## Required work
Match on the string "with" in the entries below and return every matching line.
*** Opening of Data to process ***
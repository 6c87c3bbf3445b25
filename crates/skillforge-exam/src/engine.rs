use std::collections::HashMap;

use thiserror::Error;

use skillforge_types::ExamId;

use crate::bank::{ExamAttempt, QuestionBank, QuestionId};
use crate::builtin::builtin_banks;

/// Grading failures. These mark malformed attempts, not wrong answers: a
/// wrong answer is a failed verdict, never an error.
#[derive(Debug, Error, Clone, PartialEq, Eq)]
pub enum ExamError {
    #[error("no question bank registered for exam '{0}'")]
    UnknownExam(String),

    #[error("question {0:?} was not answered")]
    MissingAnswer(QuestionId),

    #[error("answer references unknown question {0:?}")]
    UnknownQuestion(QuestionId),

    #[error("selected option {selected} is out of range for question {question:?}")]
    OptionOutOfRange { question: QuestionId, selected: usize },
}

/// Grading outcome for one attempt.
#[derive(Clone, Debug, PartialEq, Eq)]
pub struct Verdict {
    pub exam_id: ExamId,
    pub passed: bool,
}

/// Registry of fixed question banks plus the grading rule.
pub struct ExamEngine {
    banks: HashMap<ExamId, QuestionBank>,
}

impl ExamEngine {
    /// An engine with no banks registered.
    pub fn empty() -> Self {
        Self {
            banks: HashMap::new(),
        }
    }

    /// The production engine: preloaded with the platform's built-in banks.
    pub fn builtin() -> Self {
        let mut engine = Self::empty();
        for bank in builtin_banks() {
            engine.register(bank);
        }
        engine
    }

    pub fn register(&mut self, bank: QuestionBank) {
        self.banks.insert(bank.exam_id.clone(), bank);
    }

    /// Hand out the fixed, ordered question bank for one exam sitting.
    pub fn administer(&self, exam_id: &ExamId) -> Result<&QuestionBank, ExamError> {
        self.banks
            .get(exam_id)
            .ok_or_else(|| ExamError::UnknownExam(exam_id.to_string()))
    }

    /// Look up a bank by its human-facing title.
    pub fn bank_by_title(&self, title: &str) -> Option<&QuestionBank> {
        self.banks.values().find(|bank| bank.title == title)
    }

    /// Grade an attempt: passed iff every question is answered and every
    /// selected index equals that question's correct index. No partial
    /// credit.
    pub fn grade(&self, exam_id: &ExamId, attempt: &ExamAttempt) -> Result<Verdict, ExamError> {
        let bank = self.administer(exam_id)?;

        for (question, selected) in &attempt.answers {
            let known = bank
                .question(*question)
                .ok_or(ExamError::UnknownQuestion(*question))?;
            if *selected >= known.options.len() {
                return Err(ExamError::OptionOutOfRange {
                    question: *question,
                    selected: *selected,
                });
            }
        }

        let mut passed = true;
        for question in &bank.questions {
            let selected = attempt
                .selected(question.id)
                .ok_or(ExamError::MissingAnswer(question.id))?;
            if selected != question.correct {
                passed = false;
            }
        }

        Ok(Verdict {
            exam_id: exam_id.clone(),
            passed,
        })
    }
}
*** Close of Data to process ***
## Expected answer
    /// An engine with no banks registered.
    /// The production engine: preloaded with the platform's built-in banks.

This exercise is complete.